La Silla Observatory



Re-Engineering Project:

Structure and Operation


Prepared Olivier Hainaut 2002-02-10
Reviewed Michael Sterzik 2002-05-13
Released Jorge Melnick 2002-05-30

Revision History

0.1 2002-02-10 first draft, ohainaut
0.9 2002-02-22 Major revision after general meeting
0.91 2002-03-20 Typos and html fixes. No text change
0.92 2002-05-13 Comments by RME, PLE, EBA, MST incorporated, stylistic changes, and comments (msterzik)
2002-05-19 REVIEW VERSION: Additional comments from RME and JME incorporated. Broadcasted review version - ohainaut
2002-05-29 modif. from comments from 2d round included. All the dicussions stripped out.
1.1 2002-06-14 fixed Table of Content, added final summary table
1.2 2004-04-28 oh: minor change in the def of who can support an instrument




This document discusses the general structure of the Science Operation Department (SciOp) of La Silla, in the framework of the restructuration of the 2p2, 3p6 and NTT teams. This document will eventually become part of a larger document describing the Science Operation Department as a whole.

This document is the result of the discussion that took place on Thu. 2002 Feb 14 at la Silla and Vitacura, based on an earlier draft of this document. Presence at that meeting, in La Silla, Andres Gonzalez, Ariel Sanchez, Cristian Esparza, Eduardo Celis, Emilio Barrios, Francisco Labrana, Gaetano Andreoni, George Hau, Jose Cortes, Karla Aubel, Lisa Germany, Malvina Billeres, Martin Kurster, Olivier Hainaut, Rolando Vega, Ivo Saviane, and in Vitacura, Gaspare Lo Curto, Kate Brooks and Leonardo Vanzi.  Version 0.91 was released to the LaSilla audience for discussion and comments, which were edited and included by M.Sterzik and O.Hainaut (contributions were reveived from P.LeSaux, R.Mendez, and M. Sterzik. E. Barrios and J. Melnick). The comments and replys are included in the review version of this document (v.0.93),  which was released for a second round of comments, leading to v.1.00.


It will be clear to the gentle reader that the TIOs are getting much more responsibilities than in the past. The reason for this is that the TIOs are the ones who actually operate the observatory  telescopes, not the astronomers. Indeed, TIOs tend to have a longer life time in the organization (time scale of 10 yrs) than the astronomers (time scale of 2 yrs), therefore, they can accumulate much more experience and have a very broad overview of the telescopes and instrumentation. This is acknowledged in this plan, whose global idea is to distribute the responsibilities to whom they naturally below: a question about the best strategy to observe the spectral variability of a quasar in the near IR is for an astronomer, but a question about the best way to select and acquire a guide star in a crowded field for spectroscopic chopping-and-nodding observations is for the TIO.

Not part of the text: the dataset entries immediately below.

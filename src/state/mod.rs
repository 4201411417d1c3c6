// SPDX-License-Identifier: MPL-2.0
// This Source Code Form is subject to the terms of the Mozilla Public
// License, v. 2.0. If a copy of the MPL was not distributed with this
// file, You can obtain one at https://mozilla.org/MPL/2.0/.

//! Device status aggregation types.
//!
//! Decoded notification frames arrive as [`StatusFragment`]s. Each one is
//! merged into a [`DeviceStatus`], and the [`StatusStore`] keeps one status
//! per device address, shared between the notification path and callers.
//!
//! # Examples
//!
//! ```
//! use ubersolar_lib::state::{DeviceStatus, StatusFragment};
//!
//! let mut status = DeviceStatus::new();
//! let changed = status.apply(&StatusFragment::Runtime {
//!     device_time: 1_705_314_600,
//!     runtime_hours: 3.5,
//!     light_level: 120,
//! });
//!
//! assert!(changed);
//! assert_eq!(status.light_level(), Some(120));
//! ```

mod device_status;
mod status_fragment;
mod status_store;

pub use device_status::DeviceStatus;
pub use status_fragment::StatusFragment;
pub use status_store::StatusStore;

In this document, "he" and "his" refer to the position described. In practice, these position can be occupied by people of any gender.


[1] LSO-PLA-ESO-90000-4 SciOp Re-engineering: SciOp communications
[2] LSO-PLA-ESO-90000-5 SciOp Re-engineering: Administrative and Managerial internal structure


ETC: Exposure Time Calculator
LED: La Silla Engineering Department
SM: Service Mode
SMA: Service Mode Astronomer
SWC: La Silla Software and Communication Team
TIO: Telescope and Instrument Operator
VA: Visiting Astronomer
SciOp: La Silla Science Operation Department



SciOp provides astronomical data to its clients, as well as the information needed by the clients

p>SciOp does not provide the scientific idea for which the data are needed, and does not interpret astrophysically the data, although the astronomers belonging to SciOp do it for their own projects, and are therefore experts whose experience is of great value when assisting the clients.

The data produced by SciOp (including those produced by Visiting Astronomers) must be of the best achievable technical quality (e.g. instrument always in focus), and must be calibrated -or, more specifically calibratable, i.e. they must be accompanied by a set of auxiliary data that allows the astronomer to fully remove the instrumental signature of the instrument (flat field, standard stars, etc.). These auxiliary data are defined in the calibration plan of each instrument.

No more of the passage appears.